Sevgili okurlarım, zaman su gibi akıp gidiyor. Gün geçtikçe de değerlerimiz yara alarak yok oluyor. Bu durum aslında devletimiz için bir güvenlik sorunudur. Toplumların kültürlerinin temelden bozulması, yok olmalarına ya da kimliklerini kaybetmelerine neden olur. Bu konuyla ilgili tarihi birçok örnek vardır. Bu nedenle devlet kurumları toplumun değerlerini korumak için önlem alırlar.

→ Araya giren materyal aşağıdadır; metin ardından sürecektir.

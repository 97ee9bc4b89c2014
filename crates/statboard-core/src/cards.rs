//! Display payloads for the team breakdown overlay and the team grid.
//!
//! These are pure mappings from already-fetched aggregates; nothing here
//! performs I/O.

use crate::SubjectId;
use serde::{Deserialize, Serialize};

/// Fill colors for indicator bars, cycled by position.
pub const INDICATOR_COLORS: [&str; 5] = ["#95A6DD", "#F3C96B", "#84BFDB", "#D38BC3", "#F4B77E"];

const GRID_COLUMNS: usize = 3;

/// One `{type, count}` pair as served by the team stats endpoint.
#[derive(Debug, Clone, PartialEq, Eq, Serialize, Deserialize)]
pub struct RawIndicator {
    #[serde(rename = "type")]
    pub kind: String,
    pub count: u64,
}

/// Raw per-team breakdown, before it is shaped into cards.
#[derive(Debug, Clone, Default, PartialEq, Eq, Serialize, Deserialize)]
#[serde(rename_all = "camelCase")]
pub struct TeamStats {
    #[serde(default)]
    pub products: Vec<RawIndicator>,
    #[serde(default)]
    pub product_types: Vec<RawIndicator>,
    #[serde(default)]
    pub components: Vec<RawIndicator>,
}

#[derive(Debug, Clone, PartialEq, Eq, Serialize, Deserialize)]
pub struct Indicator {
    pub name: String,
    pub count: u64,
}

impl From<RawIndicator> for Indicator {
    fn from(raw: RawIndicator) -> Self {
        Self {
            name: raw.kind,
            count: raw.count,
        }
    }
}

#[derive(Debug, Clone, PartialEq, Eq, Serialize, Deserialize)]
pub struct IndicatorsCard {
    pub title: String,
    pub indicators: Vec<Indicator>,
}

impl IndicatorsCard {
    pub fn total(&self) -> u64 {
        self.indicators.iter().map(|i| i.count).sum()
    }

    /// Bar rows as `(indicator, fill percent, color)`.
    pub fn bars(&self) -> impl Iterator<Item = (&Indicator, u32, &'static str)> {
        let total = self.total();
        self.indicators
            .iter()
            .enumerate()
            .map(move |(n, indicator)| {
                (
                    indicator,
                    fill_percent(indicator.count, total),
                    INDICATOR_COLORS[n % INDICATOR_COLORS.len()],
                )
            })
    }
}

/// A headed card: optional icon and title above an indicators card.
#[derive(Debug, Clone, PartialEq, Eq, Serialize, Deserialize)]
pub struct IndicatorsCardGroup {
    pub image: Option<String>,
    pub title: Option<String>,
    pub info: IndicatorsCard,
}

impl IndicatorsCardGroup {
    /// Header text; an empty card shows `Total: ` with no number.
    pub fn total_label(&self) -> String {
        match self.info.total() {
            0 => "Total: ".to_string(),
            total => format!("Total: {total}"),
        }
    }
}

/// Share of `count` in `total`, rounded to whole percent. An empty total fills
/// the bar completely.
pub fn fill_percent(count: u64, total: u64) -> u32 {
    if total == 0 {
        return 100;
    }
    (100.0 * count as f64 / total as f64).round() as u32
}

/// Shape a raw team breakdown into the three cards the overlay shows.
pub fn team_cards(stats: TeamStats) -> Vec<IndicatorsCardGroup> {
    let card = |title: &str, raw: Vec<RawIndicator>| IndicatorsCard {
        title: title.to_string(),
        indicators: raw.into_iter().map(Indicator::from).collect(),
    };

    vec![
        IndicatorsCardGroup {
            image: Some("thumb_up".to_string()),
            title: Some("Products".to_string()),
            info: card("Status", stats.products),
        },
        IndicatorsCardGroup {
            image: None,
            title: None,
            info: card("Type", stats.product_types),
        },
        IndicatorsCardGroup {
            image: Some("grid_view".to_string()),
            title: Some("Components".to_string()),
            info: card("Status", stats.components),
        },
    ]
}

/// A clickable team tile on the dashboard.
#[derive(Debug, Clone, PartialEq, Eq, Serialize, Deserialize)]
#[serde(rename_all = "camelCase")]
pub struct TeamCard {
    pub team_id: SubjectId,
    pub title: String,
    pub leader: String,
    pub count: u64,
}

/// Team tiles laid out column-major into three columns.
#[derive(Debug, Clone, Default, PartialEq, Eq)]
pub struct TeamGrid {
    pub columns: Vec<Vec<TeamCard>>,
    pub total: u64,
}

impl TeamGrid {
    pub fn new(teams: &[TeamCard]) -> Self {
        let per_column = teams.len().div_ceil(GRID_COLUMNS).max(1);
        let mut columns: Vec<Vec<TeamCard>> = teams
            .chunks(per_column)
            .map(|chunk| chunk.to_vec())
            .collect();
        columns.resize(GRID_COLUMNS, Vec::new());

        Self {
            columns,
            total: teams.iter().map(|t| t.count).sum(),
        }
    }

    /// Whether `team` is the subject of the currently open overlay.
    pub fn is_active(team: &TeamCard, open_subject: Option<SubjectId>) -> bool {
        open_subject == Some(team.team_id)
    }
}

#[cfg(test)]
mod tests {
    use super::*;

    fn raw(kind: &str, count: u64) -> RawIndicator {
        RawIndicator {
            kind: kind.to_string(),
            count,
        }
    }

    fn team(id: i64, count: u64) -> TeamCard {
        TeamCard {
            team_id: SubjectId(id),
            title: format!("Team {id}"),
            leader: "Lead".to_string(),
            count,
        }
    }

    #[test]
    fn test_team_cards_shape() {
        let cards = team_cards(TeamStats {
            products: vec![raw("Active", 3), raw("Retired", 1)],
            product_types: vec![raw("Internal", 4)],
            components: vec![],
        });

        assert_eq!(cards.len(), 3);
        assert_eq!(cards[0].title.as_deref(), Some("Products"));
        assert_eq!(cards[0].image.as_deref(), Some("thumb_up"));
        assert_eq!(cards[0].info.title, "Status");
        assert_eq!(cards[0].info.indicators[1].name, "Retired");
        assert_eq!(cards[0].total_label(), "Total: 4");
        assert!(cards[1].title.is_none());
        assert_eq!(cards[1].info.title, "Type");
        assert_eq!(cards[2].image.as_deref(), Some("grid_view"));
        assert_eq!(cards[2].total_label(), "Total: ");
    }

    #[test]
    fn test_team_stats_decodes_camel_case() {
        let json = r#"{"products":[{"type":"Active","count":2}],"productTypes":[{"type":"SaaS","count":1}]}"#;
        let stats: TeamStats = serde_json::from_str(json).unwrap();
        assert_eq!(stats.products[0].kind, "Active");
        assert_eq!(stats.product_types[0].count, 1);
        assert!(stats.components.is_empty());
    }

    #[test]
    fn test_fill_percent() {
        assert_eq!(fill_percent(1, 3), 33);
        assert_eq!(fill_percent(2, 3), 67);
        assert_eq!(fill_percent(0, 0), 100);
    }

    #[test]
    fn test_bar_colors_cycle() {
        let card = IndicatorsCard {
            title: "Status".to_string(),
            indicators: (0..6)
                .map(|n| Indicator {
                    name: n.to_string(),
                    count: 1,
                })
                .collect(),
        };
        let colors: Vec<_> = card.bars().map(|(_, _, color)| color).collect();
        assert_eq!(colors[0], colors[5]);
        assert_eq!(colors[1], "#F3C96B");
    }

    #[test]
    fn test_team_grid_columns() {
        let teams: Vec<_> = (1..=7).map(|id| team(id, id as u64)).collect();
        let grid = TeamGrid::new(&teams);

        assert_eq!(grid.columns.len(), 3);
        assert_eq!(grid.columns[0].len(), 3);
        assert_eq!(grid.columns[1].len(), 3);
        assert_eq!(grid.columns[2].len(), 1);
        assert_eq!(grid.columns[1][0].team_id, SubjectId(4));
        assert_eq!(grid.total, 28);
    }

    #[test]
    fn test_team_grid_empty() {
        let grid = TeamGrid::new(&[]);
        assert_eq!(grid.columns.len(), 3);
        assert!(grid.columns.iter().all(Vec::is_empty));
        assert_eq!(grid.total, 0);
    }

    #[test]
    fn test_active_team() {
        let t = team(2, 1);
        assert!(TeamGrid::is_active(&t, Some(SubjectId(2))));
        assert!(!TeamGrid::is_active(&t, Some(SubjectId(3))));
        assert!(!TeamGrid::is_active(&t, None));
    }
}
//! Hover-intent tooltip.
//!
//! A pointer has to dwell on the trigger for the configured delay before the
//! tooltip materializes; leaving or clicking hides it at once. Keyboard focus
//! shows it immediately and pins it until blur.
//!
//! Timers are deadlines checked by [`HoverIntent::tick`], which the UI loop
//! calls with the current time (see [`HoverIntent::next_wakeup`]).

use crate::host::{NodeHandle, OverlayHost};
use crate::settings::OverlaySettings;
use statboard_events::{Event, EventBus};
use statboard_geometry::{Point, place_near_pointer};
use std::time::{Duration, Instant};
use tracing::{debug, trace};

#[derive(Debug, Clone, Copy, PartialEq, Eq)]
pub enum HoverState {
    Idle,
    /// Pointer is over the trigger, delay running, nothing shown yet.
    Waiting,
    Visible,
    /// Shown because the trigger holds keyboard focus.
    FocusVisible,
}

pub struct HoverIntent<H: OverlayHost> {
    host: H,
    markup: String,
    delay: Duration,
    cursor_gap: f32,
    state: HoverState,
    pointer: Point,
    deadline: Option<Instant>,
    mounted: Option<NodeHandle>,
    reveal_pending: bool,
    events: Option<EventBus>,
}

impl<H: OverlayHost> HoverIntent<H> {
    pub fn new(host: H, markup: impl Into<String>, settings: &OverlaySettings) -> Self {
        Self {
            host,
            markup: markup.into(),
            delay: settings.hover_delay(),
            cursor_gap: settings.cursor_gap,
            state: HoverState::Idle,
            pointer: Point::default(),
            deadline: None,
            mounted: None,
            reveal_pending: false,
            events: None,
        }
    }

    pub fn with_events(mut self, events: EventBus) -> Self {
        self.events = Some(events);
        self
    }

    pub fn state(&self) -> HoverState {
        self.state
    }

    pub fn host(&self) -> &H {
        &self.host
    }

    pub fn mounted(&self) -> Option<NodeHandle> {
        self.mounted
    }

    /// When the loop should call [`tick`](Self::tick) next, if anything is
    /// scheduled. A pending reveal wants the very next tick.
    pub fn next_wakeup(&self, now: Instant) -> Option<Instant> {
        if self.reveal_pending {
            return Some(now);
        }
        self.deadline
    }

    pub fn pointer_enter(&mut self, pos: Point, now: Instant) {
        if self.state != HoverState::Idle {
            return;
        }
        self.pointer = pos;
        self.deadline = Some(now + self.delay);
        self.state = HoverState::Waiting;
    }

    pub fn pointer_move(&mut self, pos: Point) {
        match self.state {
            HoverState::Waiting => self.pointer = pos,
            HoverState::Visible => {
                self.pointer = pos;
                if let Some(at) = self.place() {
                    trace!(x = at.x, y = at.y, "tooltip moved");
                }
            }
            HoverState::Idle | HoverState::FocusVisible => {}
        }
    }

    pub fn pointer_leave(&mut self) {
        if self.state != HoverState::FocusVisible {
            self.dispose();
        }
    }

    pub fn click(&mut self) {
        self.pointer_leave();
    }

    pub fn focus(&mut self) {
        if self.state == HoverState::FocusVisible {
            return;
        }
        self.dispose();
        self.show();
        self.state = HoverState::FocusVisible;
    }

    pub fn blur(&mut self) {
        if self.state == HoverState::FocusVisible {
            self.dispose();
        }
    }

    /// Fire whatever timers are due at `now`.
    pub fn tick(&mut self, now: Instant) {
        // Reveal before checking the delay so a node mounted by this tick
        // stays invisible until the next one.
        if self.reveal_pending {
            self.reveal_pending = false;
            if let Some(node) = self.mounted {
                self.host.reveal(node);
            }
        }

        if self.state == HoverState::Waiting && self.deadline.is_some_and(|d| now >= d) {
            self.show();
            self.state = HoverState::Visible;
        }
    }

    /// Release everything regardless of state.
    pub fn teardown(&mut self) {
        self.dispose();
    }

    /// Mount the content invisibly, position it by its measured size, and
    /// schedule the reveal.
    fn show(&mut self) {
        self.deadline = None;
        let node = self.host.mount(&self.markup);
        self.mounted = Some(node);
        if let Some(at) = self.place() {
            debug!(x = at.x, y = at.y, "tooltip shown");
            self.publish(Event::TooltipShown { x: at.x, y: at.y });
        }
        self.reveal_pending = true;
    }

    fn place(&mut self) -> Option<Point> {
        let node = self.mounted?;
        let plate = self.host.measure(node);
        let at = place_near_pointer(self.pointer, plate, self.host.viewport(), self.cursor_gap);
        self.host.place(node, at);
        Some(at)
    }

    fn dispose(&mut self) {
        if let Some(node) = self.mounted.take() {
            self.host.unmount(node);
            debug!("tooltip hidden");
            self.publish(Event::TooltipHidden);
        }
        self.deadline = None;
        self.reveal_pending = false;
        self.state = HoverState::Idle;
    }

    fn publish(&self, event: Event) {
        if let Some(events) = &self.events {
            events.publish(event);
        }
    }
}

impl<H: OverlayHost> Drop for HoverIntent<H> {
    fn drop(&mut self) {
        self.dispose();
    }
}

Kültürü, hayata bakışı bizimle aynı olmayan birçok mülteci maalesef çeşitli bahanelerle toplumumuzun içerisine bırakıldı. Özellikle ilimiz için değerlendirme yapacak olursak mültecinin olmadığı bir alan kalmadı. Hatta Adapazarı’nın en eski mahalleleri, sokakları mülteci kampı gibi oldu. Gerçi kamp kelimesi uygun olmadı. Yaşamlarına baktığımızda bildiğiniz kalıcı yerleşimcileri görürsünüz. Kendilerine ait binalar, fırınlar, marketler, kuaförler vb. birçok sosyal alanları görürsünüz. İçimizdeki farklı bir kültür kendi varlığını adeta bize dayatıyor. Toplum olarak onların düzenlerine göre hareket etmek mecburiyetinde bırakılıyoruz. Bu durumun ileride büyük sorunlara yol açacağı düşüncesindeyim.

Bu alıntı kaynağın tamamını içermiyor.